The numbers are the real issue, and they don’t change, just the acronyms we give them, AD / CE and BC / BCE. Science per se has nothing to do with it, whatsoever.
But MATHEMATICS! The number line goes up through the negatives to zero and on to the positives. But the pre-science numbering system skipped Year Zero. The year 1 BCE was followed by the year 1 CE. No year 0, Need Not Apply. Can’t have something that ISN’T THERE such as a starting year that isn’t number 1. No zero (hence non-existent) year.
(PS modern scholarship and use of a PC app that shows the constellations in the skies 24-7-365 from anywhere on earth makes a MARVELOUS case that the wise men reached Bethlehem on roughly 25 December 2 BCE, but the birth was the prior June and the Annunciation fell on the Jewish New Year in September of 3 BCE. In case you wanted to know about that.)
In fact decimal numbering, which the Arabs borrowed from somewhere and we borrowed from them, made a huge difference when it replaced Roman Numerals somewhere prior to the invention of Other People’s Money (Bank of England led the way there) which unleashed the Industrial Revolution.
Year MCMXLIV anyone?

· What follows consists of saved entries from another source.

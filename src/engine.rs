//! Engine wiring: one shared ledger, one worker per browser port.

use std::sync::Arc;

use apply_gate::VerificationEngine;
use apply_ledger::Ledger;
use apply_locator::ElementLocator;
use applypilot_orchestrator::Worker;
use browser_adapter::{BrowserPort, Session};
use tool_interact::InteractionExecutor;
use tracing::info;

use crate::config::EngineConfig;
use crate::errors::Error;

/// Deployment-level composition root.
///
/// Holds the shared ledger and the configuration; hands out one [`Worker`]
/// per driver port. Workers run independently — on separate tasks if the
/// caller wants parallelism — and coordinate only through the ledger.
pub struct Engine {
    config: EngineConfig,
    ledger: Arc<Ledger>,
}

impl Engine {
    pub async fn new(config: EngineConfig) -> Result<Self, Error> {
        let ledger = match &config.ledger_path {
            Some(path) => {
                info!(path = %path.display(), "opening ledger");
                Ledger::open(path).await?
            }
            None => Ledger::in_memory().await?,
        };
        Ok(Self {
            config,
            ledger: Arc::new(ledger),
        })
    }

    pub fn config(&self) -> &EngineConfig {
        &self.config
    }

    pub fn ledger(&self) -> Arc<Ledger> {
        self.ledger.clone()
    }

    /// Build a worker around a concrete driver port. The session created
    /// here is exclusively owned by the returned worker.
    pub fn worker(&self, port: Arc<dyn BrowserPort>) -> Worker {
        let session = Session::new(self.config.session.clone(), port);
        Worker::new(
            session,
            ElementLocator::new(),
            InteractionExecutor::new(self.config.retry.clone()),
            VerificationEngine::new(self.config.verify.clone()),
            self.ledger.clone(),
            self.config.worker.clone(),
        )
    }
}

#[cfg(test)]
mod tests {
    use super::*;
    use async_trait::async_trait;
    use browser_adapter::{NodeHandle, PageSnapshot, PageState, PortError};

    struct NullPort;

    #[async_trait]
    impl BrowserPort for NullPort {
        async fn navigate(&self, _url: &str) -> Result<(), PortError> {
            Ok(())
        }
        async fn snapshot(&self) -> Result<PageSnapshot, PortError> {
            Ok(PageSnapshot::new(vec![]))
        }
        async fn page_state(&self) -> Result<PageState, PortError> {
            Ok(PageState::default())
        }
        async fn page_text(&self) -> Result<String, PortError> {
            Ok(String::new())
        }
        async fn scroll_into_view(&self, _node: NodeHandle) -> Result<(), PortError> {
            Ok(())
        }
        async fn click(&self, _node: NodeHandle) -> Result<(), PortError> {
            Ok(())
        }
        async fn dispatch_click_event(&self, _node: NodeHandle) -> Result<(), PortError> {
            Ok(())
        }
        async fn invoke_click(&self, _node: NodeHandle) -> Result<(), PortError> {
            Ok(())
        }
        async fn pointer_click(&self, _node: NodeHandle) -> Result<(), PortError> {
            Ok(())
        }
        async fn fill_native(&self, _node: NodeHandle, _value: &str) -> Result<(), PortError> {
            Ok(())
        }
        async fn fill_scripted(&self, _node: NodeHandle, _value: &str) -> Result<(), PortError> {
            Ok(())
        }
        async fn press_escape(&self) -> Result<(), PortError> {
            Ok(())
        }
        async fn hide_node(&self, _node: NodeHandle) -> Result<(), PortError> {
            Ok(())
        }
    }

    #[tokio::test]
    async fn test_engine_builds_and_runs_worker() {
        let engine = Engine::new(EngineConfig::default()).await.unwrap();
        let worker = engine.worker(Arc::new(NullPort));
        let summary = worker
            .run(Vec::<applypilot_core_types::JobCandidate>::new())
            .await
            .unwrap();
        assert_eq!(summary.attempted, 0);
    }
}
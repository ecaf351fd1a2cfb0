//! Orchestrator: composes locator, executor, verifier and ledger into a
//! per-worker loop over a supplied job sequence.
//!
//! Many workers may run in parallel, each with its own session; the ledger's
//! uniqueness constraint gives at-most-once semantics across all of them.

pub mod errors;
pub mod model;
pub mod ports;
pub mod worker;

pub use errors::WorkerError;
pub use model::{FailReason, JobOutcome, RunSummary, WorkerConfig};
pub use ports::{CapturePhase, EvidenceCapture, OperatorDecision, OperatorGate};
pub use worker::Worker;
//! Error types for interaction execution.

use thiserror::Error;

/// The executor folds every recoverable failure into the returned
/// [`crate::InteractionOutcome`]; only a dead browser escapes as an error.
#[derive(Debug, Error, Clone)]
pub enum InteractError {
    #[error("session crashed during interaction: {0}")]
    SessionCrashed(String),
}
//! Ledger error types.

use thiserror::Error;

#[derive(Debug, Error)]
pub enum LedgerError {
    #[error("ledger connection error: {0}")]
    Connection(String),

    #[error("ledger query error: {0}")]
    Query(String),
}

impl From<tokio_rusqlite::Error> for LedgerError {
    fn from(err: tokio_rusqlite::Error) -> Self {
        LedgerError::Query(err.to_string())
    }
}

I was born that year, and I turned 75 this year. That’s 1944 in case you wondered – MCM is 1000 + (1000 – 100) i.e. 1900; XL is (50 – 10) i.e. 40; and IV is (5 – 1) i.e. 4. So simple, so elegant!

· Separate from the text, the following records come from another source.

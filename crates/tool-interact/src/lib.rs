//! Interaction executor: overlay dismissal, ordered dispatch strategies,
//! bounded retries with jittered exponential backoff.
//!
//! The executor never judges whether the page accepted the action; that is
//! the verification engine's job. Its contract is narrower: get a dispatch
//! through, or report typed exhaustion.

pub mod errors;
pub mod model;
pub mod overlay;
pub mod runner;

pub use errors::InteractError;
pub use model::{
    Action, AttemptOutcome, DispatchStrategy, InteractionAttempt, InteractionOutcome, RetryPolicy,
};
pub use overlay::{dismiss_blocking_overlays, CLOSE_CONTROL_TEXT, OVERLAY_KEYWORDS};
pub use runner::InteractionExecutor;
//! ApplyPilot: a reusable browser-automation engine for driving "apply"-like
//! flows with verified, deduplicated outcomes.
//!
//! The engine is four components behind one composition root:
//! a capability-based element locator, an interaction executor with
//! retry/backoff and overlay dismissal, a heuristic verification state
//! machine, and a persistent idempotent ledger that concurrent workers share
//! safely. Job discovery, login flows, document generation and reporting are
//! collaborators, not residents.

pub mod config;
pub mod engine;
pub mod errors;
pub mod telemetry;

pub use config::{load_config_from_path, parse_config_str, ConfigError, EngineConfig};
pub use engine::Engine;
pub use errors::Error;
pub use telemetry::init_tracing;

pub use apply_gate::{
    Evidence, PageBaseline, SignalKind, VerificationEngine, VerificationResult, VerifyConfig,
};
pub use apply_ledger::{
    ApplicationRecord, ApplicationStatus, Ledger, LedgerError, RecordFilter, UpsertOutcome,
};
pub use apply_locator::{Candidate, ElementLocator, Intent, IntentKind, LocatorError, StrategyKind};
pub use applypilot_core_types::{DedupKey, JobCandidate, Platform, SessionId, WorkerId};
pub use applypilot_orchestrator::{
    CapturePhase, EvidenceCapture, FailReason, JobOutcome, OperatorDecision, OperatorGate,
    RunSummary, Worker, WorkerConfig, WorkerError,
};
pub use browser_adapter::{
    BrowserPort, ElementNode, NodeHandle, PageSnapshot, PageState, PortError, Session,
    SessionConfig, SessionError,
};
pub use tool_interact::{
    Action, DispatchStrategy, InteractError, InteractionExecutor, InteractionOutcome, RetryPolicy,
};
//! Worker error types.

use thiserror::Error;

use crate::model::RunSummary;

/// The only failure that escapes `Worker::run`. Everything recoverable
/// becomes a ledger entry and a log line instead.
#[derive(Debug, Error, Clone)]
pub enum WorkerError {
    /// Browser process died mid-run. The supervisor restarts the worker with
    /// a fresh session; resumption is safe because the ledger is idempotent.
    #[error("session crashed after {summary}: {reason}")]
    SessionCrashed { reason: String, summary: RunSummary },
}

impl WorkerError {
    /// Counts accumulated before the crash.
    pub fn summary(&self) -> RunSummary {
        match self {
            WorkerError::SessionCrashed { summary, .. } => *summary,
        }
    }
}
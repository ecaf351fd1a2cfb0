//! Tracing bootstrap for binaries embedding the engine.

use tracing_subscriber::{fmt, EnvFilter};

/// Install a fmt subscriber honoring `RUST_LOG`, defaulting to `info`.
///
/// Call once at process start; calling twice is a no-op (the second install
/// fails quietly rather than panicking inside a library).
pub fn init_tracing() {
    let filter = EnvFilter::try_from_default_env().unwrap_or_else(|_| EnvFilter::new("info"));
    let _ = fmt().with_env_filter(filter).try_init();
}
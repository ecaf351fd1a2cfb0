//! Ledger schema management.

use rusqlite::Connection;
use tokio_rusqlite::Error;

/// Initialize the ledger schema.
pub fn init_schema(conn: &Connection) -> Result<(), Error> {
    conn.execute_batch(SCHEMA)?;
    Ok(())
}

/// The uniqueness constraint on `dedup_key` is the engine's core guarantee:
/// at most one terminal outcome per job, regardless of worker interleaving.
const SCHEMA: &str = r#"
CREATE TABLE IF NOT EXISTS applications (
    id INTEGER PRIMARY KEY AUTOINCREMENT,
    dedup_key TEXT NOT NULL UNIQUE,
    platform TEXT NOT NULL,
    job_title TEXT NOT NULL,
    company TEXT NOT NULL,
    job_url TEXT NOT NULL,
    status TEXT NOT NULL,
    applied_at TEXT,
    confirmation_message TEXT,
    evidence_path TEXT,
    session_id TEXT
);

CREATE INDEX IF NOT EXISTS idx_applications_status ON applications(status);
CREATE INDEX IF NOT EXISTS idx_applications_platform ON applications(platform);
"#;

And folks adamantly refused to switch to Arabic over this same foible, i.e. that it needs a nothing (zero) for positional accuracy. 1904 is also MCMIV (skipping the XL PART) but that zero in there? Did not compute.
Humans like the devil they know much better than the devil they don’t.
Joel – No zero in Roman Numerals?? I
think you are mistaken.
MMCDCCCLXXXIX == 1899
MCM == 1900
MCMI == 1901
and so forth.
In Spanish, the “Yo” is often understood – as in “Te quiero” — “(I) Love you”. In part, that is because the Person-Tense (I, you(singular), they (singular – m/f), we, you(plural), they(plural – m/f) present/past/future/imperfect …) is (usually) made explicit in the verb ending.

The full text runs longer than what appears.